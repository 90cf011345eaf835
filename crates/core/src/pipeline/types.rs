use serde::{Deserialize, Serialize};
use std::fmt;
use thiserror::Error;

use crate::aggregate::{BookRecord, PurchaseLink, ReconcileEvent, StoreError};
use crate::classifier::AgeBand;
use crate::metadata::LookupError;
use crate::quality::RejectionReason;

/// A user's submission, optionally pre-enriched by the caller.
///
/// When `age_band` is present the request is treated as pre-enriched:
/// lookup and classification are skipped and the supplied fields are
/// stored as given.
#[derive(Debug, Clone, Default, PartialEq, Eq, Serialize, Deserialize)]
#[serde(rename_all = "camelCase")]
pub struct SubmissionRequest {
    #[serde(default)]
    pub title: String,
    #[serde(default)]
    pub comment: String,
    #[serde(default, skip_serializing_if = "Option::is_none")]
    pub age_band: Option<AgeBand>,
    #[serde(
        default,
        rename = "thumbnail",
        alias = "thumbnailUrl",
        skip_serializing_if = "Option::is_none"
    )]
    pub thumbnail_url: Option<String>,
    #[serde(default, skip_serializing_if = "Option::is_none")]
    pub purchase_links: Option<Vec<PurchaseLink>>,
    #[serde(default, skip_serializing_if = "Option::is_none")]
    pub is_kids_book: Option<bool>,
}

impl SubmissionRequest {
    pub fn new(title: impl Into<String>, comment: impl Into<String>) -> Self {
        Self {
            title: title.into(),
            comment: comment.into(),
            ..Default::default()
        }
    }

    pub fn is_pre_enriched(&self) -> bool {
        self.supplied_age_band().is_some()
    }

    /// Caller-supplied band, trimmed. A blank band counts as absent.
    pub fn supplied_age_band(&self) -> Option<AgeBand> {
        self.age_band
            .as_ref()
            .map(|band| band.as_str().trim())
            .filter(|band| !band.is_empty())
            .map(AgeBand::new)
    }
}

/// Where a submission is in the pipeline.
#[derive(Debug, Clone, Copy, PartialEq, Eq)]
pub enum SubmissionState {
    Validating,
    Resolving,
    Classifying,
    Persisting,
    Reconciled,
    Rejected,
    Failed,
}

impl fmt::Display for SubmissionState {
    fn fmt(&self, f: &mut fmt::Formatter<'_>) -> fmt::Result {
        let s = match self {
            SubmissionState::Validating => "validating",
            SubmissionState::Resolving => "resolving",
            SubmissionState::Classifying => "classifying",
            SubmissionState::Persisting => "persisting",
            SubmissionState::Reconciled => "reconciled",
            SubmissionState::Rejected => "rejected",
            SubmissionState::Failed => "failed",
        };
        f.write_str(s)
    }
}

/// A successful pipeline run: the stored record and the event to fold
/// into client-side aggregates.
#[derive(Debug, Clone, PartialEq, Eq, Serialize)]
pub struct SubmissionOutcome {
    pub record: BookRecord,
    pub event: ReconcileEvent,
}

impl SubmissionOutcome {
    pub fn from_event(event: ReconcileEvent) -> Self {
        Self {
            record: event.record().clone(),
            event,
        }
    }
}

/// Input problems caught before any side effect.
#[derive(Debug, Error, PartialEq, Eq)]
pub enum ValidationError {
    #[error("{0} is required")]
    MissingField(&'static str),

    #[error("{0}")]
    CommentRejected(RejectionReason),
}

/// The title could not be turned into catalog metadata.
#[derive(Debug, Error)]
pub enum ResolutionError {
    #[error("could not find '{0}'; check the spelling and try again")]
    Unverified(String),

    #[error("book lookup failed, please try again: {0}")]
    Lookup(#[from] LookupError),
}

/// Why a submission, like or added reason did not reach the store.
#[derive(Debug, Error)]
pub enum SubmissionError {
    #[error(transparent)]
    Validation(#[from] ValidationError),

    #[error(transparent)]
    Resolution(#[from] ResolutionError),

    #[error("could not save the book: {0}")]
    Persistence(StoreError),

    #[error("no book titled '{0}'")]
    NotFound(String),
}

impl From<StoreError> for SubmissionError {
    fn from(e: StoreError) -> Self {
        match e {
            StoreError::NotFound(title) => SubmissionError::NotFound(title),
            other => SubmissionError::Persistence(other),
        }
    }
}

impl SubmissionError {
    /// Stable wire code for this error.
    pub fn kind(&self) -> &'static str {
        match self {
            SubmissionError::Validation(ValidationError::MissingField(_)) => "missing-field",
            SubmissionError::Validation(ValidationError::CommentRejected(_)) => "comment-rejected",
            SubmissionError::Resolution(ResolutionError::Unverified(_)) => "verification-failed",
            SubmissionError::Resolution(ResolutionError::Lookup(_)) => "lookup-failed",
            SubmissionError::Persistence(_) => "persistence-failed",
            SubmissionError::NotFound(_) => "not-found",
        }
    }

    /// Pipeline state this error terminates in.
    pub fn state(&self) -> SubmissionState {
        match self {
            SubmissionError::Validation(_)
            | SubmissionError::Resolution(ResolutionError::Unverified(_))
            | SubmissionError::NotFound(_) => SubmissionState::Rejected,
            SubmissionError::Resolution(ResolutionError::Lookup(_))
            | SubmissionError::Persistence(_) => SubmissionState::Failed,
        }
    }
}

#[cfg(test)]
mod tests {
    use super::*;

    #[test]
    fn test_request_accepts_camel_case_enrichment() {
        let json = r#"{
            "title": "Corduroy",
            "comment": "A bear and his missing button",
            "ageBand": "4–5",
            "thumbnail": "http://thumb",
            "purchaseLinks": [{"name": "Shop", "url": "https://shop"}],
            "isKidsBook": false
        }"#;
        let request: SubmissionRequest = serde_json::from_str(json).unwrap();
        assert!(request.is_pre_enriched());
        assert_eq!(request.age_band, Some(AgeBand::new("4–5")));
        assert_eq!(request.thumbnail_url.as_deref(), Some("http://thumb"));
        assert_eq!(request.purchase_links.as_ref().map(Vec::len), Some(1));
        assert_eq!(request.is_kids_book, Some(false));
    }

    #[test]
    fn test_blank_age_band_is_not_pre_enriched() {
        let request: SubmissionRequest =
            serde_json::from_str(r#"{"title": "X", "comment": "y", "ageBand": "   "}"#).unwrap();
        assert!(!request.is_pre_enriched());
        assert_eq!(request.supplied_age_band(), None);

        let request: SubmissionRequest =
            serde_json::from_str(r#"{"title": "X", "comment": "y", "ageBand": " 6+ "}"#).unwrap();
        assert_eq!(request.supplied_age_band(), Some(AgeBand::new("6+")));
    }

    #[test]
    fn test_request_missing_fields_default_to_empty() {
        let request: SubmissionRequest = serde_json::from_str(r#"{"title": "X"}"#).unwrap();
        assert_eq!(request.comment, "");
        assert!(!request.is_pre_enriched());
    }

    #[test]
    fn test_error_kinds() {
        let cases: Vec<(SubmissionError, &str)> = vec![
            (ValidationError::MissingField("title").into(), "missing-field"),
            (
                ValidationError::CommentRejected(RejectionReason::DeniedPhrase {
                    phrase: "meh".to_string(),
                })
                .into(),
                "comment-rejected",
            ),
            (
                ResolutionError::Unverified("asdf".to_string()).into(),
                "verification-failed",
            ),
            (
                ResolutionError::Lookup(LookupError::RateLimitExceeded).into(),
                "lookup-failed",
            ),
            (
                StoreError::Database("locked".to_string()).into(),
                "persistence-failed",
            ),
            (StoreError::NotFound("ghost".to_string()).into(), "not-found"),
        ];
        for (error, kind) in cases {
            assert_eq!(error.kind(), kind, "{}", error);
        }
    }

    #[test]
    fn test_error_states() {
        let rejected: SubmissionError = ValidationError::MissingField("comment").into();
        assert_eq!(rejected.state(), SubmissionState::Rejected);
        let failed: SubmissionError = StoreError::Database("x".to_string()).into();
        assert_eq!(failed.state(), SubmissionState::Failed);
    }

    #[test]
    fn test_unverified_title_is_rejected_but_lookup_failure_is_failed() {
        let unverified: SubmissionError =
            ResolutionError::Unverified("Qwxz Plonk".to_string()).into();
        assert_eq!(unverified.state(), SubmissionState::Rejected);

        let lookup: SubmissionError =
            ResolutionError::Lookup(LookupError::RateLimitExceeded).into();
        assert_eq!(lookup.state(), SubmissionState::Failed);

        let missing: SubmissionError = StoreError::NotFound("ghost".to_string()).into();
        assert_eq!(missing.state(), SubmissionState::Rejected);
    }
}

● ● ● ●

# [Exercise objective]
Starting with the line with "pub fn supplied_age_band(&self)" above and going on through the line with "in the pipeline.", transcribe every line exactly, both ends included, and add nothing.

# [Answer section]
    pub fn supplied_age_band(&self) -> Option<AgeBand> {
        self.age_band
            .as_ref()
            .map(|band| band.as_str().trim())
            .filter(|band| !band.is_empty())
            .map(AgeBand::new)
    }
}

/// Where a submission is in the pipeline.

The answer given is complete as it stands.